TO DO: For each line below, write it out exactly as it appears.
-- INFORMATION SHOWN follows --
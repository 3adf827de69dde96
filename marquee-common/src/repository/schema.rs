//! SQLite schema for the relational backend
//!
//! Every statement is idempotent so opening an existing database is safe.
//! Foreign keys are checked at commit; writers verify references themselves
//! after their first insert.
//! Rows are never deleted outside a full reseed, so `rowid` order is
//! insertion order.

use sqlx::SqlitePool;

use crate::Result;

/// Create all catalogue tables if they don't exist yet
pub async fn create_schema(pool: &SqlitePool) -> Result<()> {
    create_named_table(pool, "directors").await?;
    create_named_table(pool, "actors").await?;
    create_named_table(pool, "genres").await?;
    create_movies_table(pool).await?;
    create_movie_actors_table(pool).await?;
    create_movie_genres_table(pool).await?;
    create_users_table(pool).await?;
    create_reviews_table(pool).await?;
    Ok(())
}

/// Directors, actors and genres share one layout
async fn create_named_table(pool: &SqlitePool, table: &str) -> Result<()> {
    let sql = format!(
        r#"
        CREATE TABLE IF NOT EXISTS {} (
            name TEXT PRIMARY KEY NOT NULL,
            rating_total INTEGER NOT NULL DEFAULT 0,
            rating_count INTEGER NOT NULL DEFAULT 0
        )
        "#,
        table
    );
    sqlx::query(&sql).execute(pool).await?;
    Ok(())
}

async fn create_movies_table(pool: &SqlitePool) -> Result<()> {
    sqlx::query(
        r#"
        CREATE TABLE IF NOT EXISTS movies (
            title TEXT PRIMARY KEY NOT NULL,
            release_year INTEGER NOT NULL,
            description TEXT NOT NULL,
            director TEXT REFERENCES directors(name) DEFERRABLE INITIALLY DEFERRED,
            runtime_minutes INTEGER NOT NULL,
            rating REAL NOT NULL,
            votes INTEGER NOT NULL,
            revenue REAL,
            metascore INTEGER
        )
        "#,
    )
    .execute(pool)
    .await?;

    Ok(())
}

async fn create_movie_actors_table(pool: &SqlitePool) -> Result<()> {
    sqlx::query(
        r#"
        CREATE TABLE IF NOT EXISTS movie_actors (
            movie_title TEXT NOT NULL REFERENCES movies(title) DEFERRABLE INITIALLY DEFERRED,
            actor_name TEXT NOT NULL REFERENCES actors(name) DEFERRABLE INITIALLY DEFERRED,
            position INTEGER NOT NULL,
            PRIMARY KEY (movie_title, actor_name)
        )
        "#,
    )
    .execute(pool)
    .await?;

    sqlx::query("CREATE INDEX IF NOT EXISTS idx_movie_actors_actor ON movie_actors(actor_name)")
        .execute(pool)
        .await?;

    Ok(())
}

async fn create_movie_genres_table(pool: &SqlitePool) -> Result<()> {
    sqlx::query(
        r#"
        CREATE TABLE IF NOT EXISTS movie_genres (
            movie_title TEXT NOT NULL REFERENCES movies(title) DEFERRABLE INITIALLY DEFERRED,
            genre_name TEXT NOT NULL REFERENCES genres(name) DEFERRABLE INITIALLY DEFERRED,
            position INTEGER NOT NULL,
            PRIMARY KEY (movie_title, genre_name)
        )
        "#,
    )
    .execute(pool)
    .await?;

    sqlx::query("CREATE INDEX IF NOT EXISTS idx_movie_genres_genre ON movie_genres(genre_name)")
        .execute(pool)
        .await?;

    Ok(())
}

async fn create_users_table(pool: &SqlitePool) -> Result<()> {
    sqlx::query(
        r#"
        CREATE TABLE IF NOT EXISTS users (
            username TEXT PRIMARY KEY NOT NULL,
            password_hash TEXT NOT NULL
        )
        "#,
    )
    .execute(pool)
    .await?;

    Ok(())
}

async fn create_reviews_table(pool: &SqlitePool) -> Result<()> {
    sqlx::query(
        r#"
        CREATE TABLE IF NOT EXISTS reviews (
            id INTEGER PRIMARY KEY AUTOINCREMENT,
            username TEXT NOT NULL REFERENCES users(username) DEFERRABLE INITIALLY DEFERRED,
            target_kind TEXT NOT NULL CHECK (target_kind IN ('movie', 'actor', 'director', 'genre')),
            target_key TEXT NOT NULL,
            comment TEXT NOT NULL,
            rating INTEGER NOT NULL CHECK (rating BETWEEN 1 AND 10),
            created_at TIMESTAMP NOT NULL
        )
        "#,
    )
    .execute(pool)
    .await?;

    sqlx::query("CREATE INDEX IF NOT EXISTS idx_reviews_target ON reviews(target_kind, target_key)")
        .execute(pool)
        .await?;

    Ok(())
}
-- INFORMATION SHOWN concluded --
TASK ANSWER:
repository 3adf827de69dde96
filename marquee-common/src/repository/schema.rs
//! SQLite schema for the relational backend
//!
//! Every statement is idempotent so opening an existing database is safe.
//! Foreign keys are checked at commit; writers verify references themselves
//! after their first insert.
//! Rows are never deleted outside a full reseed, so `rowid` order is
//! insertion order.

use sqlx::SqlitePool;

use crate::Result;

/// Create all catalogue tables if they don't exist yet
pub async fn create_schema(pool: &SqlitePool) -> Result<()> {
    create_named_table(pool, "directors").await?;
    create_named_table(pool, "actors").await?;
    create_named_table(pool, "genres").await?;
    create_movies_table(pool).await?;
    create_movie_actors_table(pool).await?;
    create_movie_genres_table(pool).await?;
    create_users_table(pool).await?;
    create_reviews_table(pool).await?;
    Ok(())
}

/// Directors, actors and genres share one layout
async fn create_named_table(pool: &SqlitePool, table: &str) -> Result<()> {
    let sql = format!(
        r#"
        CREATE TABLE IF NOT EXISTS {} (
            name TEXT PRIMARY KEY NOT NULL,
            rating_total INTEGER NOT NULL DEFAULT 0,
            rating_count INTEGER NOT NULL DEFAULT 0
        )
        "#,
        table
    );
    sqlx::query(&sql).execute(pool).await?;
    Ok(())
}

async fn create_movies_table(pool: &SqlitePool) -> Result<()> {
    sqlx::query(
        r#"
        CREATE TABLE IF NOT EXISTS movies (
            title TEXT PRIMARY KEY NOT NULL,
            release_year INTEGER NOT NULL,
            description TEXT NOT NULL,
            director TEXT REFERENCES directors(name) DEFERRABLE INITIALLY DEFERRED,
            runtime_minutes INTEGER NOT NULL,
            rating REAL NOT NULL,
            votes INTEGER NOT NULL,
            revenue REAL,
            metascore INTEGER
        )
        "#,
    )
    .execute(pool)
    .await?;

    Ok(())
}

async fn create_movie_actors_table(pool: &SqlitePool) -> Result<()> {
    sqlx::query(
        r#"
        CREATE TABLE IF NOT EXISTS movie_actors (
            movie_title TEXT NOT NULL REFERENCES movies(title) DEFERRABLE INITIALLY DEFERRED,
            actor_name TEXT NOT NULL REFERENCES actors(name) DEFERRABLE INITIALLY DEFERRED,
            position INTEGER NOT NULL,
            PRIMARY KEY (movie_title, actor_name)
        )
        "#,
    )
    .execute(pool)
    .await?;

    sqlx::query("CREATE INDEX IF NOT EXISTS idx_movie_actors_actor ON movie_actors(actor_name)")
        .execute(pool)
        .await?;

    Ok(())
}

async fn create_movie_genres_table(pool: &SqlitePool) -> Result<()> {
    sqlx::query(
        r#"
        CREATE TABLE IF NOT EXISTS movie_genres (
            movie_title TEXT NOT NULL REFERENCES movies(title) DEFERRABLE INITIALLY DEFERRED,
            genre_name TEXT NOT NULL REFERENCES genres(name) DEFERRABLE INITIALLY DEFERRED,
            position INTEGER NOT NULL,
            PRIMARY KEY (movie_title, genre_name)
        )
        "#,
    )
    .execute(pool)
    .await?;

    sqlx::query("CREATE INDEX IF NOT EXISTS idx_movie_genres_genre ON movie_genres(genre_name)")
        .execute(pool)
        .await?;

    Ok(())
}

async fn create_users_table(pool: &SqlitePool) -> Result<()> {
    sqlx::query(
        r#"
        CREATE TABLE IF NOT EXISTS users (
            username TEXT PRIMARY KEY NOT NULL,
            password_hash TEXT NOT NULL
        )
        "#,
    )
    .execute(pool)
    .await?;

    Ok(())
}

async fn create_reviews_table(pool: &SqlitePool) -> Result<()> {
    sqlx::query(
        r#"
        CREATE TABLE IF NOT EXISTS reviews (
            id INTEGER PRIMARY KEY AUTOINCREMENT,
            username TEXT NOT NULL REFERENCES users(username) DEFERRABLE INITIALLY DEFERRED,
            target_kind TEXT NOT NULL CHECK (target_kind IN ('movie', 'actor', 'director', 'genre')),
            target_key TEXT NOT NULL,
            comment TEXT NOT NULL,
            rating INTEGER NOT NULL CHECK (rating BETWEEN 1 AND 10),
            created_at TIMESTAMP NOT NULL
        )
        "#,
    )
    .execute(pool)
    .await?;

    sqlx::query("CREATE INDEX IF NOT EXISTS idx_reviews_target ON reviews(target_kind, target_key)")
        .execute(pool)
        .await?;

    Ok(())
}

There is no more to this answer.